Efraim Zuroff, the head of the Nazi-hunting Wiesenthal Centre, arrived in Zagreb in July 1998 to find the city gripped by a celebratory frenzy as Croatia beat Germany in the quarter-finals of the football World Cup in France and fans took to the streets to party into the night.
“After the match, we went out on the street. I see a group of seven young men. I have a yarmulke on my head,” recalled Zuroff, who was visiting Zagreb to meet state officials about the case against a man called Dinko Sakic.
“They’re weaving some sort of a flag… and they were yelling: ‘Dinko, Sakic, Dinko, Sakic.’ I was in shock,” he said.
Sakic, the last surviving World War II concentration camp commander, had landed in Zagreb just a couple of weeks earlier, on June 18, 1998, after being extradited from Argentina, where he had lived in freedom since the 1940s.
On June 19, Sakic appeared before an investigative judge at Zagreb county court. The questioning finished quickly because Sakic, the former commander of the Jasenovac concentration camp, which was run by the fascist Ustasa movement, was defending himself by remaining silent.

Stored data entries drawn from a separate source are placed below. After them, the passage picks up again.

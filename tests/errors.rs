mod common;

use common::{FAILURE_BODY, MockServer};
use hrms_client::{ClientConfig, HrmsClient, HrmsError, LocalStore, NoCredentials};
use reqwest::StatusCode;
use tokio::{
    io::{AsyncReadExt, AsyncWriteExt},
    net::TcpListener,
};

#[tokio::test]
async fn server_errors_reach_the_caller_intact() {
    let server = MockServer::start_failing(&["/api/employees/42"]).await;
    let client = server.client(LocalStore::new());

    let err = client.employees().by_id(42).await.unwrap_err();
    assert_eq!(err.status(), Some(StatusCode::INTERNAL_SERVER_ERROR));
    match err {
        HrmsError::Status { status, url, body } => {
            assert_eq!(status, StatusCode::INTERNAL_SERVER_ERROR);
            assert!(url.ends_with("/api/employees/42"), "url was {url}");
            assert_eq!(body, FAILURE_BODY);
        }
        other => panic!("expected a status error, got {other:?}"),
    }
}

#[tokio::test]
async fn failures_are_not_retried() {
    let server = MockServer::start_failing(&["/api/payrolls/3/status?status=PAID"]).await;
    let client = server.client(LocalStore::new());

    assert!(client.payroll().update_status(3, "PAID").await.is_err());
    assert_eq!(server.requests().len(), 1);
}

#[tokio::test]
async fn connection_refused_is_a_transport_error() {
    // Grab a free port, then close it so nothing is listening there.
    let listener = TcpListener::bind("127.0.0.1:0").await.unwrap();
    let addr = listener.local_addr().unwrap();
    drop(listener);

    let config = ClientConfig::new(&format!("http://{addr}/api")).unwrap();
    let client = HrmsClient::new(&config, NoCredentials).unwrap();

    let err = client.dashboard().stats().await.unwrap_err();
    assert!(matches!(err, HrmsError::HttpMiddleware(_)), "got {err:?}");
    assert_eq!(err.status(), None);
}

#[tokio::test]
async fn truncated_error_body_surfaces_the_read_failure() {
    // Announces 100 body bytes, sends 5, then hangs up.
    let listener = TcpListener::bind("127.0.0.1:0").await.unwrap();
    let addr = listener.local_addr().unwrap();
    tokio::spawn(async move {
        let (mut socket, _) = listener.accept().await.unwrap();
        let mut request = [0_u8; 4096];
        let _ = socket.read(&mut request).await.unwrap();
        socket
            .write_all(
                b"HTTP/1.1 500 Internal Server Error\r\nContent-Length: 100\r\n\r\nhello",
            )
            .await
            .unwrap();
        socket.shutdown().await.unwrap();
    });

    let config = ClientConfig::new(&format!("http://{addr}/api")).unwrap();
    let client = HrmsClient::new(&config, NoCredentials).unwrap();

    let err = client.employees().all().await.unwrap_err();
    assert_eq!(err.status(), Some(StatusCode::INTERNAL_SERVER_ERROR));
    match err {
        HrmsError::UnreadableBody {
            status,
            url,
            partial_body,
            source,
        } => {
            assert_eq!(status, StatusCode::INTERNAL_SERVER_ERROR);
            assert!(url.ends_with("/api/employees"), "url was {url}");
            assert!(
                "hello".starts_with(partial_body.as_str()),
                "unexpected partial body {partial_body:?}"
            );
            assert!(source.is_body() || source.is_decode(), "got {source:?}");
        }
        other => panic!("expected an unreadable body error, got {other:?}"),
    }
}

In December 1998, the state attorney’s office indicted Sakic for crimes against civilians committed during the time he was camp commander at Jasenovac between April and November 1944. He was accused of personally carrying out executions during the same period.
The opening of the trial on March 15, 1999 was attended by around 70 reporters and representatives of some foreign embassies in Zagreb.
After state attorneys read out the indictment, presiding judge Drazen Tripalo asked Sakic how he pleaded.
“I absolutely don’t feel guilty of any of incriminating deeds, and my conscience is peaceful,” he responded.